# PCA Feature Extraction for Change Detection in Multivariate Streaming Data

I get quite a lot of enquiries asking for a code example of the titular paper:

Kuncheva, Ludmila I., and William J. Faithfull. "PCA feature extraction for change detection in multidimensional unlabeled data." IEEE transactions on neural networks and learning systems 25.1 (2013): 69-80.

So, without further ado, here is a jupyter notebook hosted on colab which demonstrates the concept. The core of the python script (sans SPLL implementation, which can be found here) is included below in case Google decides to kill colab at some point in the future.

from sklearn.decomposition import PCA
import numpy as np
import numpy.random as rnd
import matplotlib.pyplot as plt

# Make a stream with a change halfway along
def make_stream(stream_length, features):
a = rnd.randn(stream_length // 2, 10)

b = np.hstack((rnd.randn(stream_length // 2,5), rnd.randn(stream_length // 2, 5) * 50))
stream = np.vstack((a, b))

# just adding a bit of artificial variance to the data to avoid empty clusters
stream *= rnd.randn(features)
return stream

stream = make_stream(500, 10)

window_size = 50
length = len(stream) - (2 * window_size)

statistic_raw = []
statistic_pca = []

for i in range((window_size * 2), length):

W1 = stream[i:i+window_size, :]
W2 = stream[1+i+window_size:1+i+(2*window_size), :]

# This would be much faster with incremental PCA, but this is just PoC...
pca = PCA()
pca.fit(W1)

# Keep the least variant features
feature_indices = np.where(pca.explained_variance_ratio_ < 0.05)

if np.size(feature_indices) < 2:
# Guard against empty clusters...
print("WARN: ({:.2f}) Skipping SPLL as it would fail with empty cluster...".format(i / length))
st_raw = 0
st_pca = 0
else:
# Transform with W1's coefficients, only keep the least variant features
W1_PCA = pca.transform(W1)[:, feature_indices.tolist()]
W2_PCA = pca.transform(W2)[:, feature_indices.tolist()]

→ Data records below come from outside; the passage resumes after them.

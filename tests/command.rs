//! Host-level tests for request normalization and the shared state cell.

use led_kit::{
    AtomicLedState, BrightnessPolicy, Error, LedColor, LedCommand, LedState, MAX_PATTERN_PHASES,
};

#[test]
fn empty_flash_is_a_no_op() {
    let normalized = LedCommand::normalize_flash(&[]).expect("empty is not an error");
    assert_eq!(normalized, None);
}

#[test]
fn single_nonzero_phase_degrades_to_on() {
    // A one-phase pattern is just "on": the LED ends up ON, not FLASHING.
    let normalized = LedCommand::normalize_flash(&[100]).expect("pattern fits");
    assert_eq!(normalized, Some(LedCommand::On));
    assert_eq!(LedCommand::On.target_state(), LedState::On);
}

#[test]
fn single_zero_phase_still_flashes() {
    let normalized = LedCommand::normalize_flash(&[0]).expect("pattern fits");
    let Some(LedCommand::Flash(pattern)) = normalized else {
        panic!("expected a flash command");
    };
    assert_eq!(pattern.phases(), &[0]);
}

#[test]
fn multi_phase_pattern_flashes() {
    let normalized = LedCommand::normalize_flash(&[100, 50, 500, 50]).expect("pattern fits");
    let Some(command) = normalized else {
        panic!("expected a command");
    };
    assert_eq!(command.target_state(), LedState::Flashing);
    let LedCommand::Flash(pattern) = command else {
        panic!("expected a flash command");
    };
    assert_eq!(pattern.phases(), &[100, 50, 500, 50]);
}

#[test]
fn oversized_pattern_is_rejected() {
    let phases = [10_u16; MAX_PATTERN_PHASES + 45];
    let error = LedCommand::normalize_flash(&phases).expect_err("too many phases");
    assert!(matches!(error, Error::PatternOverflow));
}

#[test]
fn target_states_cover_all_commands() {
    assert_eq!(LedCommand::Off.target_state(), LedState::Off);
    assert_eq!(LedCommand::On.target_state(), LedState::On);
}

#[test]
fn state_cell_starts_off() {
    let cell = AtomicLedState::new();
    assert_eq!(cell.load(), LedState::Off);
}

#[test]
fn state_cell_round_trips_every_state() {
    let cell = AtomicLedState::new();
    for state in [LedState::On, LedState::Flashing, LedState::Off] {
        cell.store(state);
        assert_eq!(cell.load(), state);
    }
}

#[test]
fn brightness_policy_defaults_to_immediate() {
    assert_eq!(BrightnessPolicy::default(), BrightnessPolicy::Immediate);
}

#[test]
fn color_encodings_match_rgb_nibbles() {
    assert_eq!(LedColor::Red.rgb12(), 0xf00);
    assert_eq!(LedColor::Green.rgb12(), 0x0f0);
    assert_eq!(LedColor::Blue.rgb12(), 0x00f);
    assert_eq!(LedColor::Yellow.rgb12(), 0xff0);
    assert_eq!(LedColor::Magenta.rgb12(), 0xf0f);
    assert_eq!(LedColor::Cyan.rgb12(), 0x0ff);
}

change_raw, _, st_raw = SPLL(W1, W2)
change_pca, _, st_pca = SPLL(W1_PCA, W2_PCA)

if i % 100 == 0:
print(".", end="")

statistic_raw.append(st_raw)
statistic_pca.append(st_pca)

# We see that the feature extraction is beneficial: PCA change score is higher
# before the change and lower after.
plt.plot(np.array(statistic_pca) - np.array(statistic_raw))